__PROBLEM DETAILS__:
Can the data below be echoed back word for word?

════════

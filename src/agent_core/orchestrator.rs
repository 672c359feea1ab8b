//! Orchestration loop.
//!
//! One call to [`Orchestrator::run`] drives a whole streamed answer:
//!
//! 1. open a model stream for the current history
//! 2. feed every token through the [`TokenClassifier`], forwarding pass-through
//!    text to the sink
//! 3. on a detected tool call: invoke it, splice the call and its result into
//!    the history, emit the result, and start the next cycle
//! 4. stop on natural completion, after `max_cycles` tool calls, on
//!    cancellation, or when the model stream fails
//!
//! The loop is iterative. Cancellation is raced against every token, every
//! stream open, and every tool invocation.

use std::sync::Arc;

use chrono::Utc;
use futures::StreamExt;
use serde::{Deserialize, Serialize};
use serde_json::{Map, Value};
use tokio::sync::mpsc;
use tokio_util::sync::CancellationToken;

use super::classifier::{DetectedToolCall, TokenClass, TokenClassifier};
use super::database::{AgentDatabase, NewTranscriptEntry};
use super::errors::AgentError;
use super::prompts::{monitoring_prompt, original_message};
use super::sessions::StreamRegistry;
use crate::inference::{ChatMessage, ChatOptions, InferenceError, ModelStream};
use crate::mcp_client::{ConnectionManager, ToolCallOutcome};

/// Default bound on tool calls per stream.
pub const DEFAULT_MAX_CYCLES: u32 = 20;

// ─── Seams ───────────────────────────────────────────────────────────────────

/// One unit of streamed output.
#[derive(Debug, Clone, PartialEq, Eq, Serialize, Deserialize)]
pub struct StreamEvent {
    pub content: String,
    pub done: bool,
}

impl StreamEvent {
    pub fn token(content: impl Into<String>) -> Self {
        Self {
            content: content.into(),
            done: false,
        }
    }

    pub fn done(content: impl Into<String>) -> Self {
        Self {
            content: content.into(),
            done: true,
        }
    }
}

/// Receives streamed output in order.
pub trait OutputSink: Send + Sync {
    /// Deliver one event. Returns `false` if the receiver is gone.
    fn emit(&self, event: StreamEvent) -> bool;
}

impl OutputSink for mpsc::UnboundedSender<StreamEvent> {
    fn emit(&self, event: StreamEvent) -> bool {
        mpsc::UnboundedSender::send(self, event).is_ok()
    }
}

/// Executes tool calls. Never fails: failures come back as text.
#[async_trait::async_trait]
pub trait ToolInvoker: Send + Sync {
    async fn invoke_tool(
        &self,
        provider: &str,
        tool: &str,
        arguments: &Map<String, Value>,
        identity: &str,
    ) -> ToolCallOutcome;

    /// Provider for tool names without a `provider.` prefix.
    fn dynamic_provider(&self) -> &str;
}

#[async_trait::async_trait]
impl ToolInvoker for ConnectionManager {
    async fn invoke_tool(
        &self,
        provider: &str,
        tool: &str,
        arguments: &Map<String, Value>,
        identity: &str,
    ) -> ToolCallOutcome {
        self.invoke_detailed(provider, tool, arguments, identity).await
    }

    fn dynamic_provider(&self) -> &str {
        ConnectionManager::dynamic_provider(self)
    }
}

// ─── Request / Outcome ───────────────────────────────────────────────────────

/// Everything needed to start one stream.
#[derive(Debug, Clone)]
pub struct StreamRequest {
    pub channel_id: String,
    pub model: String,
    pub history: Vec<ChatMessage>,
    pub options: ChatOptions,
}

/// How a stream ended without a terminal error.
#[derive(Debug, Clone, Copy, PartialEq, Eq, Serialize, Deserialize)]
#[serde(rename_all = "snake_case")]
pub enum StreamStatus {
    Completed,
    CycleLimitReached,
    Cancelled,
}

impl StreamStatus {
    pub fn as_str(&self) -> &'static str {
        match self {
            StreamStatus::Completed => "completed",
            StreamStatus::CycleLimitReached => "cycle_limit_reached",
            StreamStatus::Cancelled => "cancelled",
        }
    }
}

/// Result of a finished stream.
#[derive(Debug, Clone)]
pub struct StreamOutcome {
    pub status: StreamStatus,
    pub tool_calls: u32,
    /// The history including every spliced tool call and result.
    pub history: Vec<ChatMessage>,
    /// Everything emitted before the final event.
    pub output: String,
}

/// Orchestrator tunables.
#[derive(Debug, Clone)]
pub struct OrchestratorConfig {
    pub max_cycles: u32,
    /// Identity under which provider connections are made.
    pub identity: String,
}

impl Default for OrchestratorConfig {
    fn default() -> Self {
        Self {
            max_cycles: DEFAULT_MAX_CYCLES,
            identity: "user".to_string(),
        }
    }
}

// ─── Orchestrator ────────────────────────────────────────────────────────────

/// Per-stream mutable state, owned by [`Orchestrator::run`].
struct LoopState {
    channel_id: String,
    history: Vec<ChatMessage>,
    original_message: Option<String>,
    tool_calls: u32,
    output: String,
}

/// Drives model streams and tool calls for every session.
pub struct Orchestrator {
    model: Arc<dyn ModelStream>,
    tools: Arc<dyn ToolInvoker>,
    sessions: Arc<StreamRegistry>,
    database: Option<Arc<AgentDatabase>>,
    config: OrchestratorConfig,
}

════════

__WRITTEN SOLUTION__:
filename src/agent_core/orchestrator.rs
repository 672c359feea1ab8b
//! Orchestration loop.
//!
//! One call to [`Orchestrator::run`] drives a whole streamed answer:
//!
//! 1. open a model stream for the current history
//! 2. feed every token through the [`TokenClassifier`], forwarding pass-through
//!    text to the sink
//! 3. on a detected tool call: invoke it, splice the call and its result into
//!    the history, emit the result, and start the next cycle
//! 4. stop on natural completion, after `max_cycles` tool calls, on
//!    cancellation, or when the model stream fails
//!
//! The loop is iterative. Cancellation is raced against every token, every
//! stream open, and every tool invocation.

use std::sync::Arc;

use chrono::Utc;
use futures::StreamExt;
use serde::{Deserialize, Serialize};
use serde_json::{Map, Value};
use tokio::sync::mpsc;
use tokio_util::sync::CancellationToken;

use super::classifier::{DetectedToolCall, TokenClass, TokenClassifier};
use super::database::{AgentDatabase, NewTranscriptEntry};
use super::errors::AgentError;
use super::prompts::{monitoring_prompt, original_message};
use super::sessions::StreamRegistry;
use crate::inference::{ChatMessage, ChatOptions, InferenceError, ModelStream};
use crate::mcp_client::{ConnectionManager, ToolCallOutcome};

/// Default bound on tool calls per stream.
pub const DEFAULT_MAX_CYCLES: u32 = 20;

// ─── Seams ───────────────────────────────────────────────────────────────────

/// One unit of streamed output.
#[derive(Debug, Clone, PartialEq, Eq, Serialize, Deserialize)]
pub struct StreamEvent {
    pub content: String,
    pub done: bool,
}

impl StreamEvent {
    pub fn token(content: impl Into<String>) -> Self {
        Self {
            content: content.into(),
            done: false,
        }
    }

    pub fn done(content: impl Into<String>) -> Self {
        Self {
            content: content.into(),
            done: true,
        }
    }
}

/// Receives streamed output in order.
pub trait OutputSink: Send + Sync {
    /// Deliver one event. Returns `false` if the receiver is gone.
    fn emit(&self, event: StreamEvent) -> bool;
}

impl OutputSink for mpsc::UnboundedSender<StreamEvent> {
    fn emit(&self, event: StreamEvent) -> bool {
        mpsc::UnboundedSender::send(self, event).is_ok()
    }
}

/// Executes tool calls. Never fails: failures come back as text.
#[async_trait::async_trait]
pub trait ToolInvoker: Send + Sync {
    async fn invoke_tool(
        &self,
        provider: &str,
        tool: &str,
        arguments: &Map<String, Value>,
        identity: &str,
    ) -> ToolCallOutcome;

    /// Provider for tool names without a `provider.` prefix.
    fn dynamic_provider(&self) -> &str;
}

#[async_trait::async_trait]
impl ToolInvoker for ConnectionManager {
    async fn invoke_tool(
        &self,
        provider: &str,
        tool: &str,
        arguments: &Map<String, Value>,
        identity: &str,
    ) -> ToolCallOutcome {
        self.invoke_detailed(provider, tool, arguments, identity).await
    }

    fn dynamic_provider(&self) -> &str {
        ConnectionManager::dynamic_provider(self)
    }
}

// ─── Request / Outcome ───────────────────────────────────────────────────────

/// Everything needed to start one stream.
#[derive(Debug, Clone)]
pub struct StreamRequest {
    pub channel_id: String,
    pub model: String,
    pub history: Vec<ChatMessage>,
    pub options: ChatOptions,
}

/// How a stream ended without a terminal error.
#[derive(Debug, Clone, Copy, PartialEq, Eq, Serialize, Deserialize)]
#[serde(rename_all = "snake_case")]
pub enum StreamStatus {
    Completed,
    CycleLimitReached,
    Cancelled,
}

impl StreamStatus {
    pub fn as_str(&self) -> &'static str {
        match self {
            StreamStatus::Completed => "completed",
            StreamStatus::CycleLimitReached => "cycle_limit_reached",
            StreamStatus::Cancelled => "cancelled",
        }
    }
}

/// Result of a finished stream.
#[derive(Debug, Clone)]
pub struct StreamOutcome {
    pub status: StreamStatus,
    pub tool_calls: u32,
    /// The history including every spliced tool call and result.
    pub history: Vec<ChatMessage>,
    /// Everything emitted before the final event.
    pub output: String,
}

/// Orchestrator tunables.
#[derive(Debug, Clone)]
pub struct OrchestratorConfig {
    pub max_cycles: u32,
    /// Identity under which provider connections are made.
    pub identity: String,
}

impl Default for OrchestratorConfig {
    fn default() -> Self {
        Self {
            max_cycles: DEFAULT_MAX_CYCLES,
            identity: "user".to_string(),
        }
    }
}

// ─── Orchestrator ────────────────────────────────────────────────────────────

/// Per-stream mutable state, owned by [`Orchestrator::run`].
struct LoopState {
    channel_id: String,
    history: Vec<ChatMessage>,
    original_message: Option<String>,
    tool_calls: u32,
    output: String,
}

/// Drives model streams and tool calls for every session.
pub struct Orchestrator {
    model: Arc<dyn ModelStream>,
    tools: Arc<dyn ToolInvoker>,
    sessions: Arc<StreamRegistry>,
    database: Option<Arc<AgentDatabase>>,
    config: OrchestratorConfig,
}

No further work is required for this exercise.